All licenses shall be made out and issued by the city clerk on payment of the required license tax....
Sec. 16-4.1. Conduct of business to comply with all ordinances and regulations.
No license shall be issued or renewed to conduct any business which does not comply with all applicable provisions of the city Code and all regulations thereof including the Building Code, Fire Code and sanitary regulations.
Upon determining that probable cause exists to find that a business fails to comply with such ordinances or regulations, the city clerk shall give notice to the applicant of such noncompliance and refer the matter to the city commission, which shall conduct a hearing upon the issuance of such license. After hearing all evidence presented, if the city commission shall find that such business does not comply with applicable ordinances or regulations, it shall deny issuance of the license until such time as the applicant demonstrates compliance therewith....
Sec. 16-10. Schedule of license taxes.
A license tax shall be collected from every person, firm or corporation engaged in, conducting or managing any of the businesses, occupations or professions hereinafter specifically enumerated, which tax is hereby fixed at the respective amounts set opposite each business, occupation or profession hereunder....
Ordinance No. 79-17. VENDING MACHINES, distributing merchandise and services:
Operator $75.00
One cent vending, each machine 1.00
Five cent vending, each machine 5.00
Ten cent vending, each machine 7.50
Over ten cents 10.00

The City of Hallandale notified the newspaper of the city’s intention to apply the ordinance to Miami Herald newsracks, whereupon the newspaper brought an action in the district court under 42 U.S.C. § 1983 to enjoin enforcement of the ordinance on first amendment grounds. The district court held in favor of the Miami Herald on a motion for summary judgment, for the following reasons: 1) licensing newspaper distribution is an all but per se violation of the first amendment; 2) the licensing system imposed an unlawful prior restraint and revenue tax on the exercise of a first amendment right; 3) the time, place, and manner restrictions imposed upon newspaper distribution were not narrowly drawn; and 4) the ordinance failed to comply with first amendment procedural due process requirements.

Hallandale’s primary claim on appeal is that the Tax Injunction Act operates to deny the district court jurisdiction to rule on the constitutionality of the city’s occupational licensing tax. 28 U.S.C. § 1341. That Act provides:

*670 The district courts shall not enjoin, suspend or restrain the assessment, levy or collection of any tax under state law where a plain, speedy and efficient remedy may be had in the courts of such State.

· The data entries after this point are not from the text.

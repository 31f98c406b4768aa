use std::time::Duration;

use async_trait::async_trait;
use reqwest::multipart::{Form, Part};
use serde_json::Value;
use tracing::{debug, info};

use crate::error::{ImageError, Report, Warning};
use crate::parser::blocks::{BlockKind, ContentBlock};
use crate::retry::RetryPolicy;

const IMGUR_UPLOAD_URL: &str = "https://api.imgur.com/3/image";

#[async_trait]
pub trait ImageSink: Send + Sync {
    /// Re-host the image behind `url` and return its new address.
    async fn rehost(&self, url: &str) -> Result<String, ImageError>;
}

/// GitHub file pages serve HTML; the `raw` path serves the bytes.
pub fn normalize_source_url(url: &str) -> String {
    if url.starts_with("https://github.com/") {
        url.replacen("/blob/", "/raw/", 1)
    } else {
        url.to_string()
    }
}

pub struct ImgurUploader {
    client: reqwest::Client,
    client_id: String,
    retry: RetryPolicy,
}

impl ImgurUploader {
    pub fn new(client_id: impl Into<String>, retry: RetryPolicy) -> Result<Self, ImageError> {
        let client = reqwest::Client::builder()
            .timeout(Duration::from_secs(60))
            .build()
            .map_err(|e| ImageError::Config(e.to_string()))?;
        Ok(Self {
            client,
            client_id: client_id.into(),
            retry,
        })
    }

    /// Reads `IMGUR_CLIENT_ID`.
    pub fn from_env(retry: RetryPolicy) -> Result<Self, ImageError> {
        let client_id = std::env::var("IMGUR_CLIENT_ID")
            .map_err(|_| ImageError::Config("IMGUR_CLIENT_ID is not set".into()))?;
        Self::new(client_id, retry)
    }

    async fn download(&self, url: &str) -> Result<Vec<u8>, ImageError> {
        let response = self
            .client
            .get(url)
            .send()
            .await
            .map_err(|e| ImageError::Download(e.to_string()))?;
        if !response.status().is_success() {
            return Err(ImageError::Download(format!("HTTP {} for {}", response.status(), url)));
        }
        let bytes = response
            .bytes()
            .await
            .map_err(|e| ImageError::Download(e.to_string()))?;
        Ok(bytes.to_vec())
    }

    async fn upload(&self, bytes: Vec<u8>) -> Result<String, ImageError> {
        let form = Form::new().part("image", Part::bytes(bytes).file_name("image"));
        let response = self
            .client
            .post(IMGUR_UPLOAD_URL)
            .header("Authorization", format!("Client-ID {}", self.client_id))
            .multipart(form)
            .send()
            .await
            .map_err(|e| ImageError::Upload(e.to_string()))?;
        if !response.status().is_success() {
            return Err(ImageError::Upload(format!("HTTP {}", response.status())));
        }
        let body: Value = response
            .json()
            .await
            .map_err(|e| ImageError::Upload(e.to_string()))?;
        parse_upload_link(&body)
    }
}

#[async_trait]
impl ImageSink for ImgurUploader {
    async fn rehost(&self, url: &str) -> Result<String, ImageError> {
        let source = normalize_source_url(url);
        let source = source.as_str();
        self.retry
            .run("image upload", move || async move {
                let bytes = self.download(source).await?;
                self.upload(bytes).await
            })
            .await
    }
}

pub fn parse_upload_link(body: &Value) -> Result<String, ImageError> {
    body.get("data")
        .and_then(|d| d.get("link"))
        .and_then(Value::as_str)
        .map(str::to_string)
        .ok_or_else(|| ImageError::Upload("response without data.link".into()))
}

/// Walks a block list and swaps image URLs for re-hosted ones, pausing
/// after every `batch_size` uploads.
pub struct ImagePass {
    pub batch_size: usize,
    pub pause: Duration,
}

impl ImagePass {
    pub async fn run(
        &self,
        sink: &dyn ImageSink,
        blocks: Vec<ContentBlock>,
        report: &mut Report,
    ) -> Vec<ContentBlock> {
        let mut out = Vec::with_capacity(blocks.len());
        let mut uploaded = 0usize;

        for block in blocks {
            let Some(url) = block.url_value().filter(|_| *block.kind() == BlockKind::Image) else {
                out.push(block);
                continue;
            };
            uploaded += 1;
            if self.batch_size > 0 && uploaded % self.batch_size == 0 && !self.pause.is_zero() {
                info!("Pausing {}s before next image upload", self.pause.as_secs());
                tokio::time::sleep(self.pause).await;
            }
            match sink.rehost(url).await {
                Ok(new_url) => {
                    debug!(from = url, to = %new_url, "image re-hosted");
                    out.push(block.with_url(new_url));
                }
                Err(e) => {
                    report.push(Warning::ImageKept {
                        url: url.to_string(),
                        reason: e.to_string(),
                    });
                    out.push(block);
                }
            }
        }
        out
    }
}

Id. The city’s position is that its ordinance constitutes a “tax under state law,” which the district court is barred from enjoining; the newspaper, on the other hand, argues that the ordinance does not impose a tax but rather creates a regulatory licensing system, and consequently that the statute does not apply. 1

The Tax Injunction Act was enacted in 1937. It is generally agreed that the Act “was part of a broad congressional response to the increased exposure of state officials to suits for injunctive relief after Ex Parte Young (209 U.S. 123 [28 S.Ct. 441, 52 L.Ed. 714] (1908)).” Note, “The Tax Injunction Act and Suits for Monetary Relief,” 46 U.Chi.L.Rev. 736, 739 (1979); see also Hargrave v. McKinney, 413 F.2d 320, 325 (5th Cir.1969); 17 C. Wright, A. Miller & E. Cooper, Federal Practice and Procedure § 4236 at 407-08 (1983). The Act, however, went beyond merely responding to Young; it embodied and furthered a general federal policy of noninterference with state taxing procedures. 46 U.Chi.L.Rev. at 741-42; A Bonding Co. v. Sunnuck, 629 F.2d 1127, 1133 (5th Cir.1980); United Gas Pipe Line Co. v. Whitman, 595 F.2d 323, 326 (5th Cir.1979). In light of the Act’s overarching purpose to impede federal court interference with state tax systems, “Section 1341 has been construed to be much broader than its words initially suggest.” A Bonding Co. v. Sunnuck, 629 F.2d 1127, 1133 (5th Cir.1980). “Tax under state law” has been interpreted to remove from federal jurisdiction, review of state laws that are intended to raise revenue for general municipal purposes, provided that the plaintiff has an adequate remedy in state court. Schneider Transport, Inc. v. Cattanach, 657 F.2d 128, 132 (7th Cir.1981); Robinson Protective, etc. v. City of Philadelphia, 581 F.2d 371, 376 (3d Cir.1978). It has been held, however, that to the extent the statute challenged is regulatory rather than revenue raising in purpose, the measure does not constitute a tax, and the district court retains jurisdiction.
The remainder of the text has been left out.